+++ PROVIDED MATERIAL
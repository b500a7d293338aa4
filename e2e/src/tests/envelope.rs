use httpmock::prelude::*;
use purfacted::errors::RequestError;
use purfacted::{Error, PurfactedClient, RequestOptions, StatusCode};
use serde_json::json;

use super::utils::{api_path, client_for, failure, ok};

#[tokio::test]
async fn api_failure_carries_code_and_message() {
    let server = MockServer::start_async().await;
    server
        .mock_async(|when, then| {
            when.method(GET).path(api_path("/facts/nope"));
            then.status(404)
                .json_body(failure("NOT_FOUND", "Fact not found"));
        })
        .await;

    let client = client_for(&server);
    let err = client.get_fact("nope").await.unwrap_err();

    let Error::Api(api) = err else {
        panic!("expected an API error");
    };
    assert_eq!(api.code, "NOT_FOUND");
    assert_eq!(api.message, "Fact not found");
}

#[tokio::test]
async fn failure_without_error_object_is_unknown() {
    let server = MockServer::start_async().await;
    server
        .mock_async(|when, then| {
            when.method(GET).path(api_path("/trust/stats"));
            then.status(500).json_body(json!({"success": false}));
        })
        .await;

    let client = client_for(&server);
    let err = client.get_platform_stats().await.unwrap_err();

    let Error::Api(api) = err else {
        panic!("expected an API error");
    };
    assert_eq!(api.code, "UNKNOWN");
    assert_eq!(api.message, "Unknown error");
}

#[tokio::test]
async fn null_envelope_fields_still_yield_api_error() {
    let server = MockServer::start_async().await;
    server
        .mock_async(|when, then| {
            when.method(GET).path(api_path("/facts/f1"));
            then.status(409).json_body(json!({
                "success": null,
                "error": {"code": "CONFLICT", "message": null}
            }));
        })
        .await;

    let client = client_for(&server);
    let err = client.get_fact("f1").await.unwrap_err();

    let Error::Api(api) = err else {
        panic!("expected an API error");
    };
    assert_eq!(api.code, "CONFLICT");
    assert_eq!(api.message, "Unknown error");
}

#[tokio::test]
async fn success_flag_wins_over_http_status() {
    let server = MockServer::start_async().await;
    server
        .mock_async(|when, then| {
            when.method(GET).path(api_path("/categories/tree"));
            then.status(202)
                .json_body(ok(json!([{"id": "science", "children": []}])));
        })
        .await;

    let client = client_for(&server);
    let envelope = client.get_category_tree().await.unwrap();
    assert_eq!(envelope.data()[0]["id"], "science");
}

#[tokio::test]
async fn non_json_error_body_is_a_server_error() {
    let server = MockServer::start_async().await;
    server
        .mock_async(|when, then| {
            when.method(GET).path(api_path("/webhooks"));
            then.status(502).body("<html>Bad Gateway</html>");
        })
        .await;

    let client = client_for(&server);
    let err = client.list_webhooks().await.unwrap_err();

    match err {
        Error::Request(RequestError::Server { status, message }) => {
            assert_eq!(status, StatusCode::BAD_GATEWAY);
            assert_eq!(message, "<html>Bad Gateway</html>");
        }
        other => panic!("expected a server error, got {other:?}"),
    }
}

#[tokio::test]
async fn malformed_success_body_is_a_decode_error() {
    let server = MockServer::start_async().await;
    server
        .mock_async(|when, then| {
            when.method(GET).path(api_path("/sources/src_1"));
            then.status(200).body("{\"success\": tru");
        })
        .await;

    let client = client_for(&server);
    let err = client.get_source("src_1").await.unwrap_err();

    assert!(matches!(
        err,
        Error::Request(RequestError::DecodeJson { .. })
    ));
    assert_eq!(err.api_code(), None);
}

#[tokio::test]
async fn connection_failures_are_transport_errors() {
    // Nothing listens on port 1.
    let client = PurfactedClient::builder()
        .api_key("key")
        .base_url("http://127.0.0.1:1/api/v1")
        .build()
        .unwrap();

    let err = client.get_fact("f1").await.unwrap_err();
    assert!(matches!(err, Error::Request(RequestError::Transport(_))));
}

#[tokio::test]
async fn raw_request_reaches_any_endpoint() {
    let server = MockServer::start_async().await;
    let mock = server
        .mock_async(|when, then| {
            when.method(POST)
                .path(api_path("/facts/f1/votes"))
                .query_param("dryRun", "true")
                .json_body(json!({"value": 1}));
            then.status(201).json_body(ok(json!({"accepted": true})));
        })
        .await;

    let client = client_for(&server);
    let envelope = client
        .request(
            purfacted::Method::POST,
            "/facts/f1/votes",
            RequestOptions::new()
                .query("dryRun", true)
                .json(json!({"value": 1})),
        )
        .await
        .unwrap();

    mock.assert_async().await;
    assert_eq!(envelope.data(), &json!({"accepted": true}));
}
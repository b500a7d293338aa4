use std::sync::Once;

use httpmock::MockServer;
use purfacted::PurfactedClient;
use serde_json::{json, Value};

static TRACING_INIT: Once = Once::new();

/// API key every test client sends.
pub const TEST_API_KEY: &str = "pk_test_e2e";

/// Path prefix the mock server serves the API under.
pub const API_PREFIX: &str = "/api/v1";

/// Initializes the tracing subscriber for tests.
pub fn init_tracing() {
    TRACING_INIT.call_once(|| {
        tracing_subscriber::fmt()
            .with_env_filter(std::env::var("TRACING").unwrap_or_else(|_| "info".to_string()))
            // Use with_test_writer to ensure logs are captured correctly by the test runner.
            .with_test_writer()
            .init();
    });
}

/// A client pointed at `server`, with tracing initialized.
pub fn client_for(server: &MockServer) -> PurfactedClient {
    init_tracing();
    PurfactedClient::builder()
        .api_key(TEST_API_KEY)
        .base_url(server.url(API_PREFIX))
        .build()
        .unwrap()
}

/// Full mock path of an API endpoint.
pub fn api_path(endpoint: &str) -> String {
    format!("{API_PREFIX}{endpoint}")
}

/// A successful envelope around `data`.
pub fn ok(data: Value) -> Value {
    json!({"success": true, "data": data})
}

/// A failed envelope with an explicit error.
pub fn failure(code: &str, message: &str) -> Value {
    json!({"success": false, "error": {"code": code, "message": message}})
}
use std::path::PathBuf;

pub const DATA_FILE_NAME: &str = "todo_data.json";

fn default_data_dir() -> PathBuf {
    dirs::data_local_dir()
        .unwrap_or_else(|| PathBuf::from("~/.local/share"))
        .join("tally")
}

/// Default location of the data file. The store creates the directory
/// on first write.
pub fn default_data_file() -> PathBuf {
    default_data_dir().join(DATA_FILE_NAME)
}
++++++
Restate the data above word for word. Leave nothing out.

repository b500a7d293338aa4
filename e2e/src/tests/envelope.rs
use httpmock::prelude::*;
use purfacted::errors::RequestError;
use purfacted::{Error, PurfactedClient, RequestOptions, StatusCode};
use serde_json::json;

use super::utils::{api_path, client_for, failure, ok};

#[tokio::test]
async fn api_failure_carries_code_and_message() {
    let server = MockServer::start_async().await;
    server
        .mock_async(|when, then| {
            when.method(GET).path(api_path("/facts/nope"));
            then.status(404)
                .json_body(failure("NOT_FOUND", "Fact not found"));
        })
        .await;

    let client = client_for(&server);
    let err = client.get_fact("nope").await.unwrap_err();

    let Error::Api(api) = err else {
        panic!("expected an API error");
    };
    assert_eq!(api.code, "NOT_FOUND");
    assert_eq!(api.message, "Fact not found");
}

#[tokio::test]
async fn failure_without_error_object_is_unknown() {
    let server = MockServer::start_async().await;
    server
        .mock_async(|when, then| {
            when.method(GET).path(api_path("/trust/stats"));
            then.status(500).json_body(json!({"success": false}));
        })
        .await;

    let client = client_for(&server);
    let err = client.get_platform_stats().await.unwrap_err();

    let Error::Api(api) = err else {
        panic!("expected an API error");
    };
    assert_eq!(api.code, "UNKNOWN");
    assert_eq!(api.message, "Unknown error");
}

#[tokio::test]
async fn null_envelope_fields_still_yield_api_error() {
    let server = MockServer::start_async().await;
    server
        .mock_async(|when, then| {
            when.method(GET).path(api_path("/facts/f1"));
            then.status(409).json_body(json!({
                "success": null,
                "error": {"code": "CONFLICT", "message": null}
            }));
        })
        .await;

    let client = client_for(&server);
    let err = client.get_fact("f1").await.unwrap_err();

    let Error::Api(api) = err else {
        panic!("expected an API error");
    };
    assert_eq!(api.code, "CONFLICT");
    assert_eq!(api.message, "Unknown error");
}

#[tokio::test]
async fn success_flag_wins_over_http_status() {
    let server = MockServer::start_async().await;
    server
        .mock_async(|when, then| {
            when.method(GET).path(api_path("/categories/tree"));
            then.status(202)
                .json_body(ok(json!([{"id": "science", "children": []}])));
        })
        .await;

    let client = client_for(&server);
    let envelope = client.get_category_tree().await.unwrap();
    assert_eq!(envelope.data()[0]["id"], "science");
}

#[tokio::test]
async fn non_json_error_body_is_a_server_error() {
    let server = MockServer::start_async().await;
    server
        .mock_async(|when, then| {
            when.method(GET).path(api_path("/webhooks"));
            then.status(502).body("<html>Bad Gateway</html>");
        })
        .await;

    let client = client_for(&server);
    let err = client.list_webhooks().await.unwrap_err();

    match err {
        Error::Request(RequestError::Server { status, message }) => {
            assert_eq!(status, StatusCode::BAD_GATEWAY);
            assert_eq!(message, "<html>Bad Gateway</html>");
        }
        other => panic!("expected a server error, got {other:?}"),
    }
}

#[tokio::test]
async fn malformed_success_body_is_a_decode_error() {
    let server = MockServer::start_async().await;
    server
        .mock_async(|when, then| {
            when.method(GET).path(api_path("/sources/src_1"));
            then.status(200).body("{\"success\": tru");
        })
        .await;

    let client = client_for(&server);
    let err = client.get_source("src_1").await.unwrap_err();

    assert!(matches!(
        err,
        Error::Request(RequestError::DecodeJson { .. })
    ));
    assert_eq!(err.api_code(), None);
}

#[tokio::test]
async fn connection_failures_are_transport_errors() {
    // Nothing listens on port 1.
    let client = PurfactedClient::builder()
        .api_key("key")
        .base_url("http://127.0.0.1:1/api/v1")
        .build()
        .unwrap();

    let err = client.get_fact("f1").await.unwrap_err();
    assert!(matches!(err, Error::Request(RequestError::Transport(_))));
}

#[tokio::test]
async fn raw_request_reaches_any_endpoint() {
    let server = MockServer::start_async().await;
    let mock = server
        .mock_async(|when, then| {
            when.method(POST)
                .path(api_path("/facts/f1/votes"))
                .query_param("dryRun", "true")
                .json_body(json!({"value": 1}));
            then.status(201).json_body(ok(json!({"accepted": true})));
        })
        .await;

    let client = client_for(&server);
    let envelope = client
        .request(
            purfacted::Method::POST,
            "/facts/f1/votes",
            RequestOptions::new()
                .query("dryRun", true)
                .json(json!({"value": 1})),
        )
        .await
        .unwrap();

    mock.assert_async().await;
    assert_eq!(envelope.data(), &json!({"accepted": true}));
}
repository b500a7d293338aa4
use std::sync::Once;

use httpmock::MockServer;
use purfacted::PurfactedClient;
use serde_json::{json, Value};

static TRACING_INIT: Once = Once::new();

/// API key every test client sends.
pub const TEST_API_KEY: &str = "pk_test_e2e";

/// Path prefix the mock server serves the API under.
pub const API_PREFIX: &str = "/api/v1";

/// Initializes the tracing subscriber for tests.
pub fn init_tracing() {
    TRACING_INIT.call_once(|| {
        tracing_subscriber::fmt()
            .with_env_filter(std::env::var("TRACING").unwrap_or_else(|_| "info".to_string()))
            // Use with_test_writer to ensure logs are captured correctly by the test runner.
            .with_test_writer()
            .init();
    });
}

/// A client pointed at `server`, with tracing initialized.
pub fn client_for(server: &MockServer) -> PurfactedClient {
    init_tracing();
    PurfactedClient::builder()
        .api_key(TEST_API_KEY)
        .base_url(server.url(API_PREFIX))
        .build()
        .unwrap()
}

/// Full mock path of an API endpoint.
pub fn api_path(endpoint: &str) -> String {
    format!("{API_PREFIX}{endpoint}")
}

/// A successful envelope around `data`.
pub fn ok(data: Value) -> Value {
    json!({"success": true, "data": data})
}

/// A failed envelope with an explicit error.
pub fn failure(code: &str, message: &str) -> Value {
    json!({"success": false, "error": {"code": code, "message": message}})
}
use std::path::PathBuf;

pub const DATA_FILE_NAME: &str = "todo_data.json";

fn default_data_dir() -> PathBuf {
    dirs::data_local_dir()
        .unwrap_or_else(|| PathBuf::from("~/.local/share"))
        .join("tally")
}

/// Default location of the data file. The store creates the directory
/// on first write.
pub fn default_data_file() -> PathBuf {
    default_data_dir().join(DATA_FILE_NAME)
}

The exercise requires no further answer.